I'm not a "futurist" -- although I've always thought that would be a great job. Even so, as I coach leaders across many organizations and industries, I can't help but notice three under-invested areas in how we develop our emerging leaders.
Sustainability, virtualization, and crisis continuity are discussed
often. With few exceptions, they tend
to remain reactive or status quo among most organizations. Worse, they are
under-served topics in leader education and development worldwide. Yet, they
will not be ignored, and will demand greater share of mind and wallet for
leaders in the years immediately ahead.
1. Sustainability
Just as today's executives must master product, process, resources, and marketplace, emerging leaders will additionally achieve and compete based on their skills at optimizing sustainable practices in waste, energy, materials, and economics, as well as their social and environmental impacts. They will have to balance these things delicately in order to steward increasingly limited resources. In fact, as constraints grow, they will need to lead in ways that create common-good intersections between corporate (or individual) gain/profit, people, planet, and community.
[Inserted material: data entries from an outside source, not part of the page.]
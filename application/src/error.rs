//! Service-level error taxonomy

use crate::ports::solver::SolveError;
use quizcheck_domain::{MatchError, ResponseParseError, ShapeError};
use thiserror::Error;

/// Errors surfaced by the use cases
///
/// | Variant | Cause |
/// |---------|-------|
/// | `Configuration` | Delegate credential missing |
/// | `Upstream` | Delegate unreachable or non-success status |
/// | `Parse` | Reply not valid JSON or missing a required field |
/// | `Shape` | Wrong choice count, out-of-range index |
/// | `Match` | No choice matches the computed answer |
/// | `Internal` | Anything unexpected |
#[derive(Error, Debug)]
pub enum ServiceError {
    #[error("Configuration error: {0}")]
    Configuration(String),

    #[error("Upstream error: {0}")]
    Upstream(String),

    #[error("Parse error: {0}")]
    Parse(String),

    #[error("Invalid question: {0}")]
    Shape(#[from] ShapeError),

    #[error("{0}")]
    Match(#[from] MatchError),

    #[error("Internal error: {0}")]
    Internal(String),
}

impl ServiceError {
    /// Stable machine-readable code
    pub fn code(&self) -> &'static str {
        match self {
            ServiceError::Configuration(_) => "configuration_error",
            ServiceError::Upstream(_) => "upstream_error",
            ServiceError::Parse(_) => "parse_error",
            ServiceError::Shape(_) => "shape_error",
            ServiceError::Match(_) => "match_error",
            ServiceError::Internal(_) => "internal_error",
        }
    }
}

impl From<SolveError> for ServiceError {
    fn from(error: SolveError) -> Self {
        match error {
            SolveError::Gateway(e) if e.is_upstream() => ServiceError::Upstream(e.to_string()),
            SolveError::Gateway(e) => ServiceError::Parse(e.to_string()),
            SolveError::Parse(ResponseParseError::InvalidSelection(e)) => ServiceError::Shape(e),
            SolveError::Parse(e) => ServiceError::Parse(e.to_string()),
        }
    }
}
2. Workforce and workplace virtualization
The cycle of rigid, giant, even "too big to fail" companies with traditional organizational structures is ending. Too big and bulky to succeed for much longer in their current form, they are increasingly breaking down due to their inflexibility in the rapids of change. As this happens, new, more agile and modular structures are emerging. Organizations our future leaders will run will be leaner, perhaps more democratic, and "fit for purpose." Traditional office campuses will continue to disappear, as technology enables ever better collaboration without regard to location. Virtual work forces and workplaces will be the rule rather than the exception. Future leaders will thus need to hone new organizational models and leadership styles that welcome and optimize, rather than fight against, these changes.
3. Continuity in Crisis
War, terrorism, unrest, and climate change -- the human condition -- will continue uninterrupted. Man made disruptions and natural disasters alike will demand of future leaders the flexibility to operate with equal continuity in various states of infrastructural impairment, and have greater and more real time continuity capacities. Testing and honing large-scale uninterruptable functionality will be on the desks of near-future leaders as proactive -- rather than reactive agenda items.
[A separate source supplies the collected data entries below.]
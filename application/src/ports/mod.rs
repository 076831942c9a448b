//! Port definitions (interfaces for external adapters)
//!
//! Ports define the contracts that infrastructure adapters must implement.

pub mod credential_source;
pub mod diagnostics;
pub mod llm_gateway;
pub mod question_generator;
pub mod solver;
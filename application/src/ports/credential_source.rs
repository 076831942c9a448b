//! Credential source port
//!
//! Supplies the delegate API key at the start of each request. The
//! application turns the raw value into a [`DelegateCredential`] and hands
//! it to the request-scoped delegate.

use crate::config::DelegateCredential;
use crate::error::ServiceError;

/// Where the delegate API key comes from
pub trait CredentialSource: Send + Sync {
    /// The configured key, if any
    fn api_key(&self) -> Option<String>;

    /// Resolve the key for one request
    fn credential(&self) -> Result<DelegateCredential, ServiceError> {
        DelegateCredential::resolve(self.api_key().as_deref())
    }
}

/// A key fixed at construction (tests, `--api-key` style wiring)
pub struct StaticCredential(pub Option<String>);

impl CredentialSource for StaticCredential {
    fn api_key(&self) -> Option<String> {
        self.0.clone()
    }
}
These are hardly difficult to imagine as major emerging factors likely to face our near-future leaders. We're talking about them, and having conferences and workshops, yet when it comes to roles, resources, and education, most enterprises and institutions of learning are not putting these issues front and center. They are simply too easily labeled "nice to have," particularly when budgets are tight.
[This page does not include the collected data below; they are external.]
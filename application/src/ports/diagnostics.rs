//! Port for rejection diagnostics.
//!
//! Every candidate dropped by the batch pipeline is reported here with its
//! reason and the original candidate. This is separate from `tracing`: the
//! sink captures complete records in a machine-readable form.

use quizcheck_domain::{Rejection, Subject};

/// Port for recording dropped candidates.
///
/// `record` is synchronous and non-fallible; sink failures must not disturb
/// the request being served.
pub trait DiagnosticSink: Send + Sync {
    fn record(&self, subject: &Subject, rejection: &Rejection);
}

/// No-op implementation for tests and when diagnostics are disabled.
pub struct NoDiagnostics;

impl DiagnosticSink for NoDiagnostics {
    fn record(&self, _subject: &Subject, _rejection: &Rejection) {}
}
//! Request and response bodies

use quizcheck_application::{CheckAnswerInput, GenerateQuestionsInput};
use quizcheck_domain::{BatchSize, Subject, ValidatedQuestion};
use serde::{Deserialize, Serialize};
use serde_json::Value;

/// `POST /api/questions` body
#[derive(Debug, Clone, Deserialize)]
pub struct GenerateRequest {
    pub subject: String,
    #[serde(default)]
    pub topic: String,
    #[serde(default)]
    pub difficulty: String,
    /// Loosely typed on purpose: numbers, numeric strings and junk are all
    /// coerced by [`BatchSize::from_request`].
    #[serde(default)]
    pub count: Option<Value>,
}

impl GenerateRequest {
    pub fn into_input(self) -> GenerateQuestionsInput {
        let count = BatchSize::from_request(self.count.as_ref());
        GenerateQuestionsInput::new(
            Subject::new(self.subject),
            self.topic,
            self.difficulty,
            count,
        )
    }
}

/// `POST /api/questions` response
#[derive(Debug, Clone, Serialize)]
pub struct GenerateResponse {
    pub questions: Vec<ValidatedQuestion>,
}

/// `POST /api/check` body
#[derive(Debug, Clone, Deserialize)]
pub struct CheckRequest {
    pub subject: String,
    pub question: CheckQuestion,
}

#[derive(Debug, Clone, Deserialize)]
#[serde(rename_all = "camelCase")]
pub struct CheckQuestion {
    pub prompt: String,
    #[serde(default)]
    pub choices: Vec<String>,
    pub user_index: i64,
    #[serde(default)]
    pub passage: Option<String>,
}

impl CheckRequest {
    pub fn into_input(self) -> CheckAnswerInput {
        let question = self.question;
        let input = CheckAnswerInput::new(
            Subject::new(self.subject),
            question.prompt,
            question.choices,
            question.user_index,
        );
        match question.passage {
            Some(passage) => input.with_passage(passage),
            None => input,
        }
    }
}

/// `GET /health` response
#[derive(Debug, Clone, Serialize)]
pub struct HealthResponse {
    pub status: &'static str,
    pub version: &'static str,
}

#[cfg(test)]
mod tests {
    use super::*;
    use quizcheck_domain::SubjectDomain;
    use serde_json::json;

    #[test]
    fn test_generate_request_count_coercion() {
        let request: GenerateRequest = serde_json::from_value(json!({
            "subject": "math",
            "topic": "fractions",
            "difficulty": "easy",
            "count": "15"
        }))
        .unwrap();
        let input = request.into_input();
        assert_eq!(input.count.get(), 10);
        assert_eq!(input.subject.domain(), SubjectDomain::Numeric);

        let request: GenerateRequest =
            serde_json::from_value(json!({"subject": "reading"})).unwrap();
        let input = request.into_input();
        assert_eq!(input.count.get(), 5);
        assert!(input.topic.is_empty());
    }

    #[test]
    fn test_check_request_camel_case() {
        let request: CheckRequest = serde_json::from_value(json!({
            "subject": "reading",
            "question": {
                "prompt": "Which word is the main idea?",
                "choices": ["a", "b", "c", "d"],
                "userIndex": 2,
                "passage": "Once upon a time"
            }
        }))
        .unwrap();
        let input = request.into_input();
        assert_eq!(input.user_index, 2);
        assert_eq!(input.passage.as_deref(), Some("Once upon a time"));
        assert_eq!(input.choices.len(), 4);
    }
}
//! Credential source backed by the `[delegate]` config section

use crate::config::FileDelegateConfig;
use quizcheck_application::ports::credential_source::CredentialSource;

/// Reads the API key from config, falling back to the named env var
///
/// The lookup runs on every request, so the key is never cached in the
/// gateway or the server state.
pub struct ConfiguredCredentialSource {
    config: FileDelegateConfig,
}

impl ConfiguredCredentialSource {
    pub fn new(config: FileDelegateConfig) -> Self {
        Self { config }
    }
}

impl CredentialSource for ConfiguredCredentialSource {
    fn api_key(&self) -> Option<String> {
        self.config.resolve_api_key()
    }
}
Without such programs, it's as if we hope the new skills will materialize spontaneously among leaders. And of course they will, but in reactive modes, and that, of course, is preventable with some "future thinking" and advance planning in the here and now.We (and here I mean the planetary "we") are more likely to succeed, given these changes, if we take a proactive approach to developing our future leaders with these trends front and center.